The lines below starting at the line containing "validate_scoring_section(config)?;" and ending at the line containing "fn validate_legal_section(config: &Config)" are to be repeated exactly, with both ends kept and nothing else added.

[Stored data entries]
________________________

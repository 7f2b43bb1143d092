use clap::Parser;
use tracing_subscriber::EnvFilter;

use ad_compliance::cli::{Cli, Commands};
use ad_compliance::commands::{run_check, run_config, run_init, run_rules};

fn main() {
    let cli = Cli::parse();
    init_logging(cli.verbose);

    let exit_code = match &cli.command {
        Commands::Check(args) => run_check(args, &cli),
        Commands::Rules(args) => run_rules(args, &cli),
        Commands::Init(args) => run_init(args),
        Commands::Config(args) => run_config(args, &cli),
    };

    std::process::exit(exit_code);
}

/// Diagnostics go to stderr so reports on stdout stay machine-readable.
/// `RUST_LOG` wins over `-v`.
fn init_logging(verbose: u8) {
    let filter = EnvFilter::try_from_default_env()
        .unwrap_or_else(|_| EnvFilter::new(default_level(verbose)));

    tracing_subscriber::fmt()
        .with_env_filter(filter)
        .with_writer(std::io::stderr)
        .with_target(false)
        .init();
}

const fn default_level(verbose: u8) -> &'static str {
    match verbose {
        0 => "warn",
        1 => "info",
        2 => "debug",
        _ => "trace",
    }
}

#[cfg(test)]
#[path = "main_tests.rs"]
mod tests;
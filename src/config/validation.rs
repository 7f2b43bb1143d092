//! Configuration semantic validation.
//!
//! Validates that configuration values are semantically correct after parsing:
//! colors parse, thresholds are in range and overrides name real rules.

use crate::config::Config;
use crate::model::Rgb;
use crate::rules::ensure_known_rule;
use crate::{AdComplianceError, Result};

/// Highest contrast ratio two colors can have (black on white).
const MAX_CONTRAST_RATIO: f64 = 21.0;

/// Validates semantic correctness of a configuration.
///
/// # Errors
/// Returns the first problem found: an invalid palette color, an out-of-range
/// threshold, a blank required phrase, a zero scoring weight, or an override
/// for an unknown rule.
pub fn validate_config_semantics(config: &Config) -> Result<()> {
    validate_brand_section(config)?;
    validate_legal_section(config)?;
    validate_accessibility_section(config)?;
    validate_quality_section(config)?;
    validate_scoring_section(config)?;
    validate_rule_overrides(config)?;
    Ok(())
}

fn validate_brand_section(config: &Config) -> Result<()> {
    for color in &config.brand.palette {
        Rgb::parse(color)?;
    }
    Ok(())
}

fn validate_legal_section(config: &Config) -> Result<()> {
    for (i, phrase) in config.legal.required_phrases.iter().enumerate() {
        if phrase.trim().is_empty() {
            return Err(AdComplianceError::Config(format!(
                "legal.required_phrases[{i}] must not be empty"
            )));
        }
    }
    Ok(())
}

fn validate_accessibility_section(config: &Config) -> Result<()> {
    let a11y = &config.accessibility;
    for (key, ratio) in [
        ("min_contrast_ratio", a11y.min_contrast_ratio),
        ("large_text_contrast_ratio", a11y.large_text_contrast_ratio),
    ] {
        if !(1.0..=MAX_CONTRAST_RATIO).contains(&ratio) {
            return Err(AdComplianceError::Config(format!(
                "accessibility.{key} must be between 1 and {MAX_CONTRAST_RATIO}, got {ratio}"
            )));
        }
    }

    if a11y.large_text_contrast_ratio > a11y.min_contrast_ratio {
        return Err(AdComplianceError::Config(format!(
            "accessibility.large_text_contrast_ratio ({}) must not exceed accessibility.min_contrast_ratio ({})",
            a11y.large_text_contrast_ratio, a11y.min_contrast_ratio
        )));
    }

    if a11y.min_font_size.is_nan() || a11y.min_font_size <= 0.0 {
        return Err(AdComplianceError::Config(format!(
            "accessibility.min_font_size must be positive, got {}",
            a11y.min_font_size
        )));
    }
    if a11y.large_text_size.is_nan() || a11y.large_text_size <= 0.0 {
        return Err(AdComplianceError::Config(format!(
            "accessibility.large_text_size must be positive, got {}",
            a11y.large_text_size
        )));
    }
    Ok(())
}

fn validate_quality_section(config: &Config) -> Result<()> {
    let quality = &config.quality;
    if quality.bounds_tolerance.is_nan() || quality.bounds_tolerance < 0.0 {
        return Err(AdComplianceError::Config(format!(
            "quality.bounds_tolerance must be non-negative, got {}",
            quality.bounds_tolerance
        )));
    }
    if quality.max_upscale.is_nan() || quality.max_upscale < 1.0 {
        return Err(AdComplianceError::Config(format!(
            "quality.max_upscale must be at least 1.0, got {}",
            quality.max_upscale
        )));
    }
    Ok(())
}

fn validate_scoring_section(config: &Config) -> Result<()> {
    let weights = &config.scoring;
    for (key, weight) in [
        ("error_weight", weights.error),
        ("warning_weight", weights.warning),
        ("info_weight", weights.info),
    ] {
        if weight == 0 {
            return Err(AdComplianceError::Config(format!(
                "scoring.{key} must be positive"
            )));
        }
    }
    Ok(())
}

fn validate_rule_overrides(config: &Config) -> Result<()> {
    for id in config.rules.keys() {
        ensure_known_rule(id)?;
    }
    Ok(())
}

#[cfg(test)]
#[path = "validation_tests.rs"]
mod tests;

________________________

- **The answer**:
    validate_scoring_section(config)?;
    validate_rule_overrides(config)?;
    Ok(())
}

fn validate_brand_section(config: &Config) -> Result<()> {
    for color in &config.brand.palette {
        Rgb::parse(color)?;
    }
    Ok(())
}

fn validate_legal_section(config: &Config) -> Result<()> {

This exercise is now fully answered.